AIM OF THE TASK: Copy verbatim the material from its first line to the line that holds "repository 9875d7283d688b56", including that line.
[EXTRACTED RECORDS]
/// Detailed types and state machines for inbound Lightning payments.
pub mod inbound;
/// Detailed types and state machines for outbound Lightning payments.
pub mod outbound;
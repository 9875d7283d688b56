//! The `lexe-ln` crate contains shared Bitcoin + Lightning logic, utilities,
//! and newtypes.

// Allow e.g. PS: Deref<Target: LexeInnerPersister> in generics
#![feature(associated_type_bounds)]
// Ignore this issue with `proptest_derive::Arbitrary`.
#![allow(clippy::arc_with_non_send_sync)]
// Allow e.g. `CHANNEL_MANAGER` in generics to clearly distinguish between
// concrete and generic types
#![allow(non_camel_case_types)]

/// Type aliases.
pub mod alias;
/// Background processor.
pub mod background_processor;
/// Shared functionality relating to opening, closing, managing channels.
pub mod channel;
/// Channel monitor
pub mod channel_monitor;
/// Top level commands that can be initiated by the user.
pub mod command;
/// Esplora client.
pub mod esplora;
/// Event helpers.
pub mod event;
/// Keys manager
pub mod keys_manager;
/// LDK + SGX compatible logger
pub mod logger;
/// Shared functionality relating to LN P2P.
pub mod p2p;
/// Payments types.
pub mod payments;
/// Shared persisted logic.
pub mod persister;
/// Chain sync.
pub mod sync;
/// `TestEvent` channels and utils.
pub mod test_event;
/// Traits.
pub mod traits;
/// BDK wallet.
pub mod wallet;
use anyhow::{bail, ensure, Context};
use common::ln::invoice::LxInvoice;
use common::time::TimestampMillis;
#[cfg(doc)]
use lightning::ln::channelmanager::ChannelManager;
#[cfg(doc)] // Adding these imports significantly reduces doc comment noise
use lightning::util::events::Event::{PaymentClaimable, PaymentClaimed};
use lightning::util::events::PaymentPurpose;
use serde::{Deserialize, Serialize};
use tracing::warn;

#[cfg(doc)]
use crate::command::get_invoice;
use crate::payments::{
    LxPaymentHash, LxPaymentPreimage, LxPaymentSecret, Payment,
};

// --- Helpers to delegate to the inner type --- //

impl Payment {
    /// Helper to handle the ugly [`Payment`] and [`PaymentPurpose`] matching.
    ///
    /// Returns an unwrapped [`LxPaymentPreimage`] which the caller can use.
    pub(crate) fn payment_claimable(
        &mut self,
        hash: LxPaymentHash,
        amt_msat: u64,
        purpose: PaymentPurpose,
    ) -> anyhow::Result<LxPaymentPreimage> {
        match (self, purpose) {
            (
                Self::InboundInvoice(iip),
                PaymentPurpose::InvoicePayment {
                    payment_preimage,
                    payment_secret,
                },
            ) => {
                let preimage =
                    payment_preimage.map(LxPaymentPreimage::from).context(
                        "We previously generated this invoice using a method \
                        other than `ChannelManager::create_inbound_payment`, \
                        resulting in the channel manager not being aware of \
                        the payment preimage, OR LDK failed to provide the \
                        preimage back to us.",
                    )?;
                let secret = LxPaymentSecret::from(payment_secret);

                iip.payment_claimable(hash, amt_msat, preimage, secret)
                    .context("Error claiming inbound invoice payment")?;

                Ok(preimage)
            }
            (
                Self::InboundSpontaneous(isp),
                PaymentPurpose::SpontaneousPayment(payment_preimage),
            ) => {
                let preimage = LxPaymentPreimage::from(payment_preimage);

                isp.payment_claimable(hash, amt_msat, preimage)
                    .context("Error claiming inbound spontaneous payment")?;

                Ok(preimage)
            }
            _ => bail!("Not an inbound Lightning payment"),
        }
    }
}

// --- Inbound invoice payments --- //

/// A 'conventional' inbound payment which is facilitated by an invoice.
/// This struct is created when we call [`get_invoice`].
#[derive(Clone, Serialize, Deserialize)]
pub struct InboundInvoicePayment {
    /// Created in [`get_invoice`].
    // LxInvoice is ~300 bytes, Box to avoid the enum variant lint
    pub invoice: Box<LxInvoice>,
    /// Returned by [`ChannelManager::create_inbound_payment`] inside
    /// [`get_invoice`].
    pub hash: LxPaymentHash,
    /// Returned by [`ChannelManager::create_inbound_payment`] inside
    /// [`get_invoice`].
    pub secret: LxPaymentSecret,
    /// Returned by:
    /// - the call to [`ChannelManager::get_payment_preimage`] inside
    ///   [`get_invoice`].
    /// - the [`PaymentPurpose`] field of the [`PaymentClaimable`] event.
    /// - the [`PaymentPurpose`] field of the [`PaymentClaimed`] event.
    pub preimage: LxPaymentPreimage,
    /// The millisat amount encoded in our invoice, if there was one.
    // TODO(max): Use LDK-provided Amount newtype when available
    pub invoice_amt_msat: Option<u64>,
    /// The millisat amount that we actually received.
    /// Populated iff we received a [`PaymentClaimable`] event.
    // TODO(max): Use LDK-provided Amount newtype when available
    pub recvd_amount_msat: Option<u64>,
    /// The millisat amount we paid in on-chain fees (possibly arising from
    /// receiving our payment over a JIT channel) to receive this transaction.
    // TODO(max): Implement
    // TODO(max): Use LDK-provided Amount newtype when available
    pub onchain_fees_msat: Option<u64>,
    /// The current status of the payment.
    pub status: InboundInvoicePaymentStatus,
    /// When we created the invoice for this payment.
    pub created_at: TimestampMillis,
    /// When this payment either `Completed` or `TimedOut`.
    pub finalized_at: Option<TimestampMillis>,
}

#[derive(Copy, Clone, Debug, Serialize, Deserialize)]
pub enum InboundInvoicePaymentStatus {
    /// We generated an invoice, but it hasn't been paid yet.
    InvoiceGenerated,
    /// We are currently claiming the payment, i.e. we received a
    /// [`PaymentClaimable`] event.
    Claiming,
    /// The inbound payment has been completed, i.e. we received a
    /// [`PaymentClaimed`] event.
    Completed,
    /// The inbound payment has reached its invoice expiry time. Any
    /// [`PaymentClaimable`] events which appear after this should be rejected.
    // TODO(max): Implement automatic timeout of generated invoices.
    // TODO(max): Reject any PaymentClaimable events for timed out payments.
    TimedOut,
}

impl InboundInvoicePayment {
    pub fn new(
        invoice: LxInvoice,
        hash: LxPaymentHash,
        secret: LxPaymentSecret,
        preimage: LxPaymentPreimage,
    ) -> Self {
        let invoice_amt_msat = invoice.0.amount_milli_satoshis();
        Self {
            invoice: Box::new(invoice),
            hash,
            secret,
            preimage,
            invoice_amt_msat,
            recvd_amount_msat: None,
            onchain_fees_msat: None,
            status: InboundInvoicePaymentStatus::InvoiceGenerated,
            created_at: TimestampMillis::now(),
            finalized_at: None,
        }
    }

    fn payment_claimable(
        &mut self,
        hash: LxPaymentHash,
        amt_msat: u64,
        preimage: LxPaymentPreimage,
        secret: LxPaymentSecret,
    ) -> anyhow::Result<()> {
        use InboundInvoicePaymentStatus::*;
        match self.status {
            InvoiceGenerated => (),
            Claiming => warn!("Re-claiming inbound invoice payment"),
            Completed | TimedOut => {
                bail!("Payment already final")
            }
        }

        ensure!(hash == self.hash, "Hashes don't match");
        ensure!(preimage == self.preimage, "Preimages don't match");
        ensure!(secret == self.secret, "Secrets don't match");

        if let Some(invoice_amt_msat) = self.invoice_amt_msat {
            if amt_msat < invoice_amt_msat {
                warn!("Requested {invoice_amt_msat} but claiming {amt_msat}");
                // TODO(max): In the future, we might want to bail! instead
            }
        }

        // TODO(max): In the future, check for on-chain fees here

        // Everything ok, update our state
        self.recvd_amount_msat = Some(amt_msat);
        self.status = InboundInvoicePaymentStatus::Claiming;

        Ok(())
    }

    #[allow(dead_code)] // TODO(max): Remove
    fn payment_claimed(
        &mut self,
        hash: LxPaymentHash,
        _amt_msat: u64,
    ) -> anyhow::Result<()> {
        ensure!(hash == self.hash, "Hashes don't match");
        // TODO(max): Check amount
        // TODO(max): Check status
        // TODO(max): If ok, update status, update amount, finalize
        todo!()
    }
}

// --- Inbound spontaneous payments --- //

/// An inbound spontaneous (`keysend`) payment. This struct is created when we
/// get a [`PaymentClaimable`] event, where the [`PaymentPurpose`] is of the
/// `SpontaneousPayment` variant.
#[derive(Clone, Serialize, Deserialize)]
pub struct InboundSpontaneousPayment {
    /// Given by [`PaymentClaimable`] and [`PaymentClaimed`].
    pub hash: LxPaymentHash,
    /// Given by [`PaymentPurpose`].
    pub preimage: LxPaymentPreimage,
    /// The millisat amount received in this payment.
    // TODO(max): Use LDK-provided Amount newtype when available
    pub amt_msat: u64,
    /// The millisat amount we paid in on-chain fees (possibly arising from
    /// receiving our payment over a JIT channel) to receive this transaction.
    // TODO(max): Implement
    // TODO(max): Use LDK-provided Amount newtype when available
    pub onchain_fees_msat: Option<u64>,
    /// The current status of the payment.
    pub status: InboundSpontaneousPaymentStatus,
    /// When we first learned of this payment via [`PaymentClaimable`].
    pub created_at: TimestampMillis,
    /// When this payment reached the `Completed` state.
    pub finalized_at: Option<TimestampMillis>,
}

#[derive(Copy, Clone, Debug, Serialize, Deserialize)]
pub enum InboundSpontaneousPaymentStatus {
    /// We received a [`PaymentClaimable`] event.
    Claiming,
    /// We received a [`PaymentClaimed`] event.
    Completed,
    // NOTE: We don't have a "Failed" case here because (as Matt says) if you
    // call ChannelManager::claim_funds we should always get the
    // PaymentClaimed event back. If for some reason this turns out not to
    // be true (i.e. we observe a number of inbound spontaneous payments
    // stuck in the "claiming" state), then we can add a "Failed" state
    // here. https://discord.com/channels/915026692102316113/978829624635195422/1085427776070365214
}

impl InboundSpontaneousPayment {
    pub(crate) fn new(
        hash: LxPaymentHash,
        preimage: LxPaymentPreimage,
        amt_msat: u64,
    ) -> Self {
        Self {
            hash,
            preimage,
            amt_msat,
            // TODO(max): Implement
            onchain_fees_msat: None,
            status: InboundSpontaneousPaymentStatus::Claiming,
            created_at: TimestampMillis::now(),
            finalized_at: None,
        }
    }

    fn payment_claimable(
        &mut self,
        hash: LxPaymentHash,
        amt_msat: u64,
        preimage: LxPaymentPreimage,
    ) -> anyhow::Result<()> {
        use InboundSpontaneousPaymentStatus::*;

        ensure!(hash == self.hash, "Hashes don't match");
        ensure!(amt_msat == self.amt_msat, "Amounts don't match");
        ensure!(preimage == self.preimage, "Preimages don't match");
        ensure!(matches!(self.status, Claiming), "Payment already finalized");

        // We handled the PaymentClaimable event twice, which should only happen
        // rarely (requires persistence race). Log a warning to make some noise.
        warn!("Reclaiming existing spontaneous payment");

        Ok(())
    }
}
[/EXTRACTED RECORDS]
EXPECTED ANSWER:
/// Detailed types and state machines for inbound Lightning payments.
pub mod inbound;
/// Detailed types and state machines for outbound Lightning payments.
pub mod outbound;
repository 9875d7283d688b56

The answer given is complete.